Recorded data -
----------------------------------------
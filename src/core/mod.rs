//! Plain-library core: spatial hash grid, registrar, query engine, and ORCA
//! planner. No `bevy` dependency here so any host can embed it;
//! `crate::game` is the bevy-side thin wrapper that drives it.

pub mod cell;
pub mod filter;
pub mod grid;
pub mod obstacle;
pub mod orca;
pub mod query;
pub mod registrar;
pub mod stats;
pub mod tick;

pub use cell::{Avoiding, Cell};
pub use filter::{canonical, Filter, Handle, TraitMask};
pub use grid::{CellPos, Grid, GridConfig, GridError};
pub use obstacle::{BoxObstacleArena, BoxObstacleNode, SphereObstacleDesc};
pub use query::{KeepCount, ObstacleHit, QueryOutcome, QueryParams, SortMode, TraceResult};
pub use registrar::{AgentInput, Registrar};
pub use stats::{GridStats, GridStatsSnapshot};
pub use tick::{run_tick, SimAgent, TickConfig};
----------------------------------------
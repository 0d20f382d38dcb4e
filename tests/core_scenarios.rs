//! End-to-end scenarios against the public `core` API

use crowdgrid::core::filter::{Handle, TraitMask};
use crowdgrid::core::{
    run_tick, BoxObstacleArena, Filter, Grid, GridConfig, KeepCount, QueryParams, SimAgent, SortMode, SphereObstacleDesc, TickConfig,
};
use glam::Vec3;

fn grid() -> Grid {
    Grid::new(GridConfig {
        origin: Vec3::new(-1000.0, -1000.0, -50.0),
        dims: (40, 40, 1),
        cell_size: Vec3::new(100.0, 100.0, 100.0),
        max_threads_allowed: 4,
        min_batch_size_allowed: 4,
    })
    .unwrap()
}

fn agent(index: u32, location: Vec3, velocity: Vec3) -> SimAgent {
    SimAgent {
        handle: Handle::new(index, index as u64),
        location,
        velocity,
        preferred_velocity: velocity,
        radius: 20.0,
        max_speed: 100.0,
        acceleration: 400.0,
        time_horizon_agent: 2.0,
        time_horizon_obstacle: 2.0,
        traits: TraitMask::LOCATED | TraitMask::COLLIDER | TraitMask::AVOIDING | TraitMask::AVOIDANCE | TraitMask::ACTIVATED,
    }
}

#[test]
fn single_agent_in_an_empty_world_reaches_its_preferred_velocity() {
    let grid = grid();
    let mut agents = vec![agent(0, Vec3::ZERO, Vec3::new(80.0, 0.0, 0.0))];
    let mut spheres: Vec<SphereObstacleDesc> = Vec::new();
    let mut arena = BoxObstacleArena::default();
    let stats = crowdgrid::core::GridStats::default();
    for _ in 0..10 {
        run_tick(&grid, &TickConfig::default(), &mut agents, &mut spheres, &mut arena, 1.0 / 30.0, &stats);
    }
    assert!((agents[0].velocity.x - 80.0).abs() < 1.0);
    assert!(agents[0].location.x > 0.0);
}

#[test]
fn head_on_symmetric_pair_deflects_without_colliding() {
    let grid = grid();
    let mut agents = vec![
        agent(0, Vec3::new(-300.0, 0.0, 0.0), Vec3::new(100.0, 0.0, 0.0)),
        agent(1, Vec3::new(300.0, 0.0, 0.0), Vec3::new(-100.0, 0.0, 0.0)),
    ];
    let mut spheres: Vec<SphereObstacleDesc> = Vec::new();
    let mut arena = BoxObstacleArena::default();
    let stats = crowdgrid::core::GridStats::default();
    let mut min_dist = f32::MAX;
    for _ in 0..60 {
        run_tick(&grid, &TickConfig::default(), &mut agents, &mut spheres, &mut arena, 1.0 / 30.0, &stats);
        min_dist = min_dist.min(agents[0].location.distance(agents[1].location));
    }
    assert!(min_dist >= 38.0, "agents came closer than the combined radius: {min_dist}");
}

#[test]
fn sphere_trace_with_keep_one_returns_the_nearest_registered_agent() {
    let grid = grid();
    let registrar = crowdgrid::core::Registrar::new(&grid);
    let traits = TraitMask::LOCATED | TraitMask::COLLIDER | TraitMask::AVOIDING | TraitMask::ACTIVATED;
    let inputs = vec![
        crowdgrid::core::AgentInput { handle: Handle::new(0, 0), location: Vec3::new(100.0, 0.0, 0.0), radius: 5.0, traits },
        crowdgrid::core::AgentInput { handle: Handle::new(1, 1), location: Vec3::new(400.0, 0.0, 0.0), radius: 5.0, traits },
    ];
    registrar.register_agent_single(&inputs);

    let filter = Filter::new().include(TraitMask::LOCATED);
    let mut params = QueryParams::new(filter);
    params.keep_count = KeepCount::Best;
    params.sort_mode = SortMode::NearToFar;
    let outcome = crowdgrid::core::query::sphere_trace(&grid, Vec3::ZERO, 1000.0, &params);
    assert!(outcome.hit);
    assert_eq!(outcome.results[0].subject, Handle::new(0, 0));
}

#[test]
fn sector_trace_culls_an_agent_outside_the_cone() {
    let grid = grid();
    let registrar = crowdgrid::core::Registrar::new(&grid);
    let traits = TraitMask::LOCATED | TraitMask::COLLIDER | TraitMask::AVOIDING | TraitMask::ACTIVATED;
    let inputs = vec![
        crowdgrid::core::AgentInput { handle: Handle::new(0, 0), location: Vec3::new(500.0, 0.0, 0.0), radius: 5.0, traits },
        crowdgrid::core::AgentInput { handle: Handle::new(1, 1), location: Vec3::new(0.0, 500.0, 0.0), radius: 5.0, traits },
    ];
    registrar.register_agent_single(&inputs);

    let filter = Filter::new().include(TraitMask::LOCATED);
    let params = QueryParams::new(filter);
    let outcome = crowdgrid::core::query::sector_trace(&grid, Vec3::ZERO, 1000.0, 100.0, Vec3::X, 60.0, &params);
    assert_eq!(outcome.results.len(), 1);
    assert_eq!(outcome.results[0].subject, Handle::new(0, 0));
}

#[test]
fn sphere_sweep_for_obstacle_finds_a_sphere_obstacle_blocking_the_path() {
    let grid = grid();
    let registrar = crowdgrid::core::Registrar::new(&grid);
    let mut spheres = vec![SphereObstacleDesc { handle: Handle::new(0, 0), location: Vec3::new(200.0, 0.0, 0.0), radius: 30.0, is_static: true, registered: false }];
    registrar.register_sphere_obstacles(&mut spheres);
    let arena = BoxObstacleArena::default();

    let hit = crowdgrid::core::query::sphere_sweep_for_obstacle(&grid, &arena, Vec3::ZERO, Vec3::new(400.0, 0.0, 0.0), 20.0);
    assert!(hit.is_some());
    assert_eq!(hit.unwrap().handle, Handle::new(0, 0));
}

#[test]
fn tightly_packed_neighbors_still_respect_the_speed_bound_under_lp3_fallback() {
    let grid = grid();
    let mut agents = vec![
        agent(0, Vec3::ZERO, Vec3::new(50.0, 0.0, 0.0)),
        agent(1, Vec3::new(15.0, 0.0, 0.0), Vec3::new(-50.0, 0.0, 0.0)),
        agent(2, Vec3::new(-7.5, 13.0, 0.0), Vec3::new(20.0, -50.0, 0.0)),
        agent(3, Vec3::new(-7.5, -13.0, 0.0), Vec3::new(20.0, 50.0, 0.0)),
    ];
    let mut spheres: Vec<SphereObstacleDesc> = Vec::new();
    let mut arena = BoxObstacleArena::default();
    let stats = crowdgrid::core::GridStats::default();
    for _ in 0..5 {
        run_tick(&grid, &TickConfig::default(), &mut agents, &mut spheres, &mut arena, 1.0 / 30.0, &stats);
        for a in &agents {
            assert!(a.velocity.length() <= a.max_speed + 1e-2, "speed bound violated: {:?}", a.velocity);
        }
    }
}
----------------------------------------
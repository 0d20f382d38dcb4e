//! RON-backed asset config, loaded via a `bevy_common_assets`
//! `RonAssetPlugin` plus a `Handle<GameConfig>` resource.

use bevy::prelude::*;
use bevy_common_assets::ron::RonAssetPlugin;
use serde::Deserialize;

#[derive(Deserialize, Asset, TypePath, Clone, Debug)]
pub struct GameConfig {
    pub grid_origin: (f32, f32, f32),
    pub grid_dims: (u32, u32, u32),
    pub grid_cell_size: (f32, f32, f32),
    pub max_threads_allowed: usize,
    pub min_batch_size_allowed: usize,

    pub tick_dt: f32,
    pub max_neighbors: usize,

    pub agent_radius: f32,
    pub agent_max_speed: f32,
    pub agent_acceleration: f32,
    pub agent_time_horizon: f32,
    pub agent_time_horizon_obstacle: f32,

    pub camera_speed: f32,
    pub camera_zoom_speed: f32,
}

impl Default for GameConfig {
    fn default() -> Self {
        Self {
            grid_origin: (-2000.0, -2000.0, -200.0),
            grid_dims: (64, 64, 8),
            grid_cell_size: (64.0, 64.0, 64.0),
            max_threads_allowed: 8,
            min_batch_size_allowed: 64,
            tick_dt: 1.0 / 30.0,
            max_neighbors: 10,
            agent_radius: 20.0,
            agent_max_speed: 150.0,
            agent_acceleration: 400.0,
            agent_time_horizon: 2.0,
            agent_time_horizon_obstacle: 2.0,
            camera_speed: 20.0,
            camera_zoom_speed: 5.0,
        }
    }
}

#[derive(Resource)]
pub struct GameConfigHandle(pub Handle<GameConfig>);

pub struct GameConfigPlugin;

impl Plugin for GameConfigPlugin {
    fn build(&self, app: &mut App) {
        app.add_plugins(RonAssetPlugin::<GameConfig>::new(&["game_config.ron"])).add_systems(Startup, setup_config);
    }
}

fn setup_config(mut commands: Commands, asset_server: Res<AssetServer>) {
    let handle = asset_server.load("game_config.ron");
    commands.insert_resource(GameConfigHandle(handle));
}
----------------------------------------
EXERCISE DIRECTIONS - Lines containing "usize" in the records above: how many are there? Give only the number.

RESULT FOR THIS TASK - 3